This article addresses the challenge of efficiently capturing a high proportion of true signals for subsequent data analyses when sample sizes are relatively limited with respect to data dimension. We propose the signal missing rate (SMR) as a new measure for false-negative control to account for the variability of false-negative proportion. Novel data-adaptive procedures are developed to control SMR without incurring many unnecessary false positives under dependence. We justify the efficiency and adaptivity of the proposed methods via theory and simulation. The proposed methods are applied to GWAS on human height to effectively remove irrelevant single nucleotide polymorphisms (SNPs) while retaining a high proportion of relevant SNPs for subsequent polygenic analysis.
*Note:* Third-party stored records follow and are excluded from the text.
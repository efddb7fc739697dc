//! Mesa Server - 餐厅预订准入与排桌引擎
//!
//! # 架构概述
//!
//! 本模块是 Mesa Server 的主入口，提供以下核心功能：
//!
//! - **楼面模型** (`floor`): 桌台、区域与可组合桌对
//! - **营业时间表** (`schedule`): 每周开放区间
//! - **可订性计算** (`availability`): 时段量化与替代时段
//! - **预订生命周期** (`reservations`): 事件溯源状态机
//! - **准入协调** (`booking`): 时段锁 + 排桌求解
//! - **HTTP API** (`api`): RESTful API 接口
//!
//! # 模块结构
//!
//! ```text
//! mesa-server/src/
//! ├── core/          # 配置、状态、HTTP 服务
//! ├── db/            # 嵌入式 redb 存储
//! ├── floor/         # 楼面模型与桌台仓库
//! ├── schedule/      # 营业时间表
//! ├── availability/  # 可订性计算 (只读)
//! ├── reservations/  # 预订事件溯源
//! ├── booking/       # 准入协调与时段锁
//! ├── api/           # HTTP 路由和处理器
//! └── utils/         # 错误、日志、时间、校验
//! ```

pub mod api;
pub mod availability;
pub mod booking;
pub mod core;
pub mod db;
pub mod floor;
pub mod reservations;
pub mod schedule;
pub mod utils;

// Re-export 公共类型
pub use booking::BookingCoordinator;
pub use core::{Config, Server, ServerState};
pub use reservations::{ReservationStorage, ReservationsManager};
pub use utils::{AppError, AppResponse, AppResult};

// Re-export logger functions
pub use utils::logger::{init_logger, init_logger_with_file};

pub fn print_banner() {
    println!(
        r#"
    __  ___
   /  |/  /__  _________ _
  / /|_/ / _ \/ ___/ __ `/
 / /  / /  __(__  ) /_/ /
/_/  /_/\___/____/\__,_/
    "#
    );
}

/// 设置运行环境: dotenv、工作目录、日志
pub fn setup_environment() -> std::io::Result<()> {
    dotenv::dotenv().ok();

    let config = Config::from_env();
    config.ensure_work_dir_structure()?;

    let log_dir = config.log_dir();
    let log_level = std::env::var("LOG_LEVEL").ok();
    init_logger_with_file(log_level.as_deref(), log_dir.to_str());

    Ok(())
}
Supplementary materials for this article are available online.

Acknowledgments

The authors are grateful to Dr. Peter Vollenweider and Dr. Gerard Waeber, PIs of the CoLaus study, and Dr. Meg Ehm and Dr. Matthew Nelson, collaborators at GlaxoSmithKline, for providing the CoLaus phenotype and genetic data. The authors appreciate the very helpful comments and suggestions from an associate editor and three reviewers.

Additional information

Funding

Dr. Jeng was partially supported by National Human Genome Research Institute of the National Institute of Health under grant R03HG008642. Dr. Tzeng was partially supported by National Institutes of Health grant P01CA142538.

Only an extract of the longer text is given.